After transcendence you end up standing in the dirt like the rest of us

3 thoughts on “Verbatim

  1. I like “here we are” as a standalone moment, but how about this:

    Here we are spilling

    gravity into the graffiti
    of poetry

    It makes the gravity part a little odd, but “Here we are spilling” is a good sound.

    Here
    we are spilling gravity

    Your poems allow for so much exploration. Great work as usual.

    Liked by 1 person

    1. Thanks Andy. I can’t say how much I appreciate that you would take the time to give a close reading to the poems I post. Really, it means a lot. Thank you for the suggestion, and that is the part of the poem I struggled with. I even thought as I posted it, this poem isn’t finished yet. I will continue you to work on this. But I really think you are right, something can be tweaked with those lines.

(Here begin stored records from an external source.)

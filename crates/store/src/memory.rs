use std::{
	ffi::OsString,
	path::{Path, PathBuf},
};

use async_trait::async_trait;
use mc_utils::error::FileIOError;
use tokio::{
	fs,
	sync::{Mutex, RwLock},
};
use tracing::{debug, error, info, warn};

use crate::{
	error::Error,
	metric::{MetricKind, Snapshot},
	store::{parse_update, MetricStore},
};

/// Keeps every metric in memory, optionally snapshotting them to a JSON file.
///
/// Without a snapshot path `save` and `restore` do nothing and the store is
/// purely ephemeral.
#[derive(Debug, Default)]
pub struct MemoryStore {
	metrics: RwLock<Snapshot>,
	snapshot_path: Option<PathBuf>,
	// Serializes snapshot writers so an older state never overwrites a newer one
	save_lock: Mutex<()>,
}

impl MemoryStore {
	pub fn ephemeral() -> Self {
		Self::default()
	}

	/// An empty path yields an ephemeral store
	pub fn with_snapshot_file(path: impl Into<PathBuf>) -> Self {
		let path = path.into();

		Self {
			snapshot_path: (!path.as_os_str().is_empty()).then_some(path),
			..Default::default()
		}
	}

	pub fn snapshot_path(&self) -> Option<&Path> {
		self.snapshot_path.as_deref()
	}

	async fn write_snapshot(&self, path: &Path) -> Result<(), Error> {
		let _guard = self.save_lock.lock().await;

		let bytes = {
			let metrics = self.metrics.read().await;
			// serde_json writes non-finite floats as `null`, which can't be read back
			metrics.check_gauges()?;
			serde_json::to_vec_pretty(&*metrics)?
		};

		let tmp_path = {
			let mut tmp = OsString::from(path.as_os_str());
			tmp.push(".tmp");
			PathBuf::from(tmp)
		};

		fs::write(&tmp_path, &bytes)
			.await
			.map_err(FileIOError::new("failed to write snapshot", &tmp_path))?;

		fs::rename(&tmp_path, path)
			.await
			.map_err(FileIOError::new("failed to replace snapshot", path))?;

		debug!(path = %path.display(), bytes = bytes.len(), "Snapshot saved");

		Ok(())
	}

	async fn read_snapshot(&self, path: &Path) -> Result<Option<Snapshot>, Error> {
		let bytes = match fs::read(path).await {
			Ok(bytes) => bytes,
			Err(e) => {
				let e = FileIOError::new("failed to read snapshot", path)(e);
				if e.is_not_found() {
					warn!(path = %path.display(), "No snapshot file found, starting empty");
					return Ok(None);
				}
				return Err(e.into());
			}
		};

		if bytes.iter().all(u8::is_ascii_whitespace) {
			warn!(path = %path.display(), "Snapshot file is empty, starting empty");
			return Ok(None);
		}

		match serde_json::from_slice(&bytes) {
			Ok(snapshot) => Ok(Some(snapshot)),
			Err(e) => {
				error!(path = %path.display(), "Corrupt snapshot file, starting empty: {e:#}");
				Ok(None)
			}
		}
	}
}

#[async_trait]
impl MetricStore for MemoryStore {
	async fn open(&self) -> Result<(), Error> {
		*self.metrics.write().await = Snapshot::default();

		info!(
			snapshot = ?self.snapshot_path,
			"Opened in-memory metric store"
		);

		Ok(())
	}

	async fn close(&self) -> Result<(), Error> {
		*self.metrics.write().await = Snapshot::default();

		info!("Closed in-memory metric store");

		Ok(())
	}

	async fn ping(&self) -> Result<(), Error> {
		Ok(())
	}

	async fn update(&self, kind: &str, name: &str, value: &str) -> Result<(), Error> {
		let (_, value) = parse_update(kind, value)?;

		self.metrics.write().await.apply(name, value);

		Ok(())
	}

	async fn get(&self, kind: &str, name: &str) -> Result<String, Error> {
		let kind = MetricKind::parse(kind)?;

		self.metrics
			.read()
			.await
			.get(kind, name)
			.map(|value| value.to_string())
			.ok_or_else(|| Error::NotFound {
				kind,
				name: name.to_string(),
			})
	}

	async fn update_all(&self, batch: &Snapshot) -> Result<(), Error> {
		batch.check_gauges()?;

		self.metrics.write().await.merge(batch);

		Ok(())
	}

	async fn get_all(&self) -> Result<Snapshot, Error> {
		Ok(self.metrics.read().await.clone())
	}

	async fn save(&self) -> Result<(), Error> {
		match &self.snapshot_path {
			Some(path) => self.write_snapshot(path).await,
			None => Ok(()),
		}
	}

	async fn restore(&self) -> Result<(), Error> {
		let Some(path) = &self.snapshot_path else {
			return Ok(());
		};

		if let Some(snapshot) = self.read_snapshot(path).await? {
			info!(
				path = %path.display(),
				counters = snapshot.counters.len(),
				gauges = snapshot.gauges.len(),
				"Restored metrics from snapshot"
			);

			*self.metrics.write().await = snapshot;
		}

		Ok(())
	}
}
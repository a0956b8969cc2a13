//! Metric persistence for the collector.
//!
//! Three interchangeable backends implement [`MetricStore`]:
//! - an ephemeral in-memory store,
//! - the same in-memory store snapshotted to a JSON file,
//! - a PostgreSQL store that aggregates inside its upserts.
//!
//! [`new_store`] picks one from configuration and [`SyncedStore`] drives its
//! open/restore/save/close lifecycle.

mod batch;
mod error;
mod factory;
mod memory;
mod metric;
mod postgres;
mod retry;
mod store;
mod sync;

pub use batch::{reconcile, MetricItem};
pub use error::Error;
pub use factory::{new_store, Driver};
pub use memory::MemoryStore;
pub use metric::{Counters, Gauges, MetricKind, MetricValue, Snapshot};
pub use postgres::PostgresStore;
pub use retry::ConnectRetry;
pub use store::MetricStore;
pub use sync::{SyncPolicy, SyncedStore};
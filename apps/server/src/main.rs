use std::sync::Arc;

use anyhow::Context;
use clap::Parser;
use mc_store::{new_store, SyncPolicy, SyncedStore};
use tokio::net::TcpListener;
use tracing::info;
use tracing_subscriber::{fmt, prelude::*, EnvFilter};

mod api;
mod config;
mod utils;

use config::{Cli, ServerConfig};

fn init_logging() {
	let filter = EnvFilter::try_from_default_env().unwrap_or_else(|_| EnvFilter::new("info"));

	tracing_subscriber::registry()
		.with(filter)
		.with(fmt::layer())
		.init();
}

#[tokio::main]
async fn main() -> anyhow::Result<()> {
	init_logging();

	let config = ServerConfig::resolve(Cli::parse()).context("failed to load configuration")?;

	info!(
		address = %config.address,
		driver = %config.driver,
		store_interval_secs = config.store_interval.as_secs(),
		restore = config.restore,
		"Starting metrics collector"
	);

	let store = Arc::new(
		SyncedStore::start(
			new_store(config.driver, &config.location),
			SyncPolicy::from_interval(config.store_interval),
			config.restore,
		)
		.await
		.context("failed to open metric store")?,
	);

	let listener = TcpListener::bind(&config.address)
		.await
		.with_context(|| format!("failed to bind to {}", config.address))?;

	info!("Listening on http://{}", listener.local_addr()?);

	let served = axum::serve(listener, api::router(Arc::clone(&store)))
		.with_graceful_shutdown(utils::shutdown_signal())
		.await;

	info!("Server is shutting down...");

	store
		.shutdown()
		.await
		.context("failed to close metric store")?;

	served.context("HTTP server failed")
}
//! Keeps a store's durable medium in step with its in-memory state, either
//! after every mutation or on a fixed period.

use std::{sync::Arc, time::Duration};

use mc_utils::error::report_error;
use tokio::{
	select, spawn,
	sync::Mutex,
	task::JoinHandle,
	time::{interval_at, Instant, MissedTickBehavior},
};
use tokio_util::sync::CancellationToken;
use tracing::{debug, error, info, warn};

use crate::{error::Error, metric::Snapshot, store::MetricStore};

#[derive(Debug, Clone, Copy, PartialEq, Eq)]
pub enum SyncPolicy {
	/// Save right after every successful mutation
	Synchronous,
	/// Save on a fixed period, regardless of traffic
	Periodic(Duration),
}

impl SyncPolicy {
	/// A zero interval selects synchronous mode
	pub fn from_interval(interval: Duration) -> Self {
		if interval.is_zero() {
			Self::Synchronous
		} else {
			Self::Periodic(interval)
		}
	}
}

/// A store wrapped with its save/restore lifecycle.
///
/// Mutations go through this type so synchronous mode can save after them;
/// reads are plain delegations.
pub struct SyncedStore {
	store: Arc<dyn MetricStore>,
	policy: SyncPolicy,
	cancel: CancellationToken,
	periodic: Mutex<Option<JoinHandle<()>>>,
}

impl SyncedStore {
	/// Opens `store`, restores it when asked to and starts the periodic saver.
	///
	/// Failing to open is fatal; failing to restore only leaves the store empty.
	pub async fn start(
		store: Arc<dyn MetricStore>,
		policy: SyncPolicy,
		restore: bool,
	) -> Result<Self, Error> {
		store.open().await?;

		if restore {
			if let Err(e) = store.restore().await {
				warn!("Failed to restore metrics, starting empty: {e:#}");
			}
		}

		let cancel = CancellationToken::new();

		let periodic = match policy {
			SyncPolicy::Periodic(period) => Some(spawn(run_periodic(
				Arc::clone(&store),
				period,
				cancel.child_token(),
			))),
			SyncPolicy::Synchronous => None,
		};

		info!(?policy, restore, "Metric store started");

		Ok(Self {
			store,
			policy,
			cancel,
			periodic: Mutex::new(periodic),
		})
	}

	pub fn policy(&self) -> SyncPolicy {
		self.policy
	}

	pub fn store(&self) -> &Arc<dyn MetricStore> {
		&self.store
	}

	pub async fn ping(&self) -> Result<(), Error> {
		self.store.ping().await
	}

	pub async fn get(&self, kind: &str, name: &str) -> Result<String, Error> {
		self.store.get(kind, name).await
	}

	pub async fn get_all(&self) -> Result<Snapshot, Error> {
		self.store.get_all().await
	}

	pub async fn update(&self, kind: &str, name: &str, value: &str) -> Result<(), Error> {
		self.store.update(kind, name, value).await?;
		self.after_mutation().await;

		Ok(())
	}

	pub async fn update_all(&self, batch: &Snapshot) -> Result<(), Error> {
		if batch.is_empty() {
			return Ok(());
		}

		self.store.update_all(batch).await?;
		self.after_mutation().await;

		Ok(())
	}

	async fn after_mutation(&self) {
		if self.policy == SyncPolicy::Synchronous {
			report_error(&self.store.save().await, "Failed to save metrics");
		}
	}

	/// Stops the periodic saver, saves one last time and closes the store.
	///
	/// A failing final save is logged; only closing can fail this call.
	pub async fn shutdown(&self) -> Result<(), Error> {
		self.cancel.cancel();

		if let Some(handle) = self.periodic.lock().await.take() {
			if let Err(e) = handle.await {
				error!("Periodic metric saver failed: {e:#?}");
			}
		}

		report_error(&self.store.save().await, "Failed to save metrics on shutdown");

		self.store.close().await
	}
}

impl Drop for SyncedStore {
	fn drop(&mut self) {
		self.cancel.cancel();
	}
}

/// One periodic cycle: an unhealthy store skips the save until the next tick.
async fn sync_once(store: &dyn MetricStore) {
	if let Err(e) = store.ping().await {
		debug!("Metric store unreachable, skipping save: {e:#}");
		return;
	}

	match store.save().await {
		Ok(()) => debug!("Metrics synchronized"),
		Err(e) => error!("Failed to save metrics: {e:#}"),
	}
}

async fn run_periodic(store: Arc<dyn MetricStore>, period: Duration, cancel: CancellationToken) {
	let mut ticker = interval_at(Instant::now() + period, period);
	ticker.set_missed_tick_behavior(MissedTickBehavior::Delay);

	loop {
		select! {
			() = cancel.cancelled() => break,
			_ = ticker.tick() => sync_once(&*store).await,
		}
	}

	debug!("Periodic metric saver stopped");
}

      You have a skill for reading. Do you teach?

      Like

  2. Haven’t really taught, but I recently finished an English/creative writing degree. Spent a lot of time reading closely, workshopping, etc.

    As far as the input – I prefer to say a little more than “awesome work!” or “another great read!” And anyway, thinking hard about other poems, I think, is a way to get better at my own.